Enhancing Data Science Workflows: Mastering Version Control for Jupyter Notebooks

A hands-on guide to facilitate collaboration and reproducibility with Jupytext, nbstripout, and nbconvert

Alessandro Tomassini

Towards Data Science

· ~8 min read · January 11, 2024 (Updated: January 11, 2024) · Free: No

In the work of a data scientist, effectively managing Jupyter notebooks with version control systems is crucial.

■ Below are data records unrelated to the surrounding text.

use std::net::Ipv4Addr;

use pnet::datalink::NetworkInterface;
use pnet::ipnetwork::{IpNetwork, Ipv4Network};

pub trait NetworkInterfaceExtension {
    fn get_ipv4_nets(&self) -> Vec<Ipv4Network>;
    /// The address used to join multicast groups on this interface.
    fn first_ipv4(&self) -> Option<Ipv4Addr>;
}

impl NetworkInterfaceExtension for NetworkInterface {
    fn get_ipv4_nets(&self) -> Vec<Ipv4Network> {
        self.ips
            .iter()
            .filter_map(|ip| {
                if let IpNetwork::V4(ipv4) = ip {
                    Some(*ipv4)
                } else {
                    None
                }
            })
            .collect()
    }

    fn first_ipv4(&self) -> Option<Ipv4Addr> {
        self.get_ipv4_nets().first().map(|net| net.ip())
    }
}
//! # Discovery contracts
//!
//! The seams between the engine, the protocols it hosts and whatever renders
//! the results.
//!
//! - A [`Protocol`] turns destinations into probe bytes and consumes replies.
//! - A [`Transmit`] is anything that can put bytes on the wire; the engine is one.
//! - A [`ScannerViewer`] is told about every identified device.

use std::net::{IpAddr, SocketAddr, SocketAddrV4};

use crate::error::Result;

/// A discovery protocol hosted by an [`Engine`](crate::Engine).
///
/// `handle_inbound_packet` runs on a listener's receive task and must not block.
pub trait Protocol: Send + Sync + 'static {
    /// Label shown next to devices found by this protocol.
    fn name(&self) -> &str;

    /// ARGB color of the label.
    fn color(&self) -> u32;

    /// The group and port this protocol listens on, if it is multicast based.
    fn multicast_group(&self) -> Option<SocketAddrV4> {
        None
    }

    /// The probe sent to `dest` by broadcasts, fan-out sends and subnet sweeps.
    fn build_outbound_packet(&self, dest: SocketAddr) -> Vec<u8>;

    /// Called with every datagram any listener receives.
    fn handle_inbound_packet(&self, from: SocketAddr, data: &[u8]);

    /// Re-runs the protocol's own query sequence, e.g. when a viewer asks for a refresh.
    fn scan(&self, _transmit: &dyn Transmit) -> Result<()> {
        Ok(())
    }
}

pub trait Transmit: Send + Sync {
    /// Sends `data` to `dest` from every active unicast listener.
    ///
    /// Returns how many sockets accepted the datagram.
    fn send_bytes(&self, dest: SocketAddr, data: &[u8]) -> Result<usize>;
}

pub trait ScannerViewer: Send + Sync {
    fn device_found(&self, device: &DeviceFound);

    /// Called once when the viewer is registered with an engine.
    fn format_protocol(&self, name: &str, color: u32);
}

/// A positively identified device.
#[derive(Debug, Clone, PartialEq, Eq)]
pub struct DeviceFound {
    pub protocol: String,
    pub version: u32,
    pub address: IpAddr,
    pub device_type: String,
    pub serial: String,
}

This is not just for maintaining an organised workflow, but also for ensuring reproducibility and facilitating collaboration among team members. In this guide, we'll explore three key tools — Jupytext, nbstripout, and nbconvert — each with its unique features. I'll provide thorough descriptions, practical examples, and a (hopefully) balanced view of their advantages and disadvantages, helping you determine the best tool for your specific needs in notebook version control.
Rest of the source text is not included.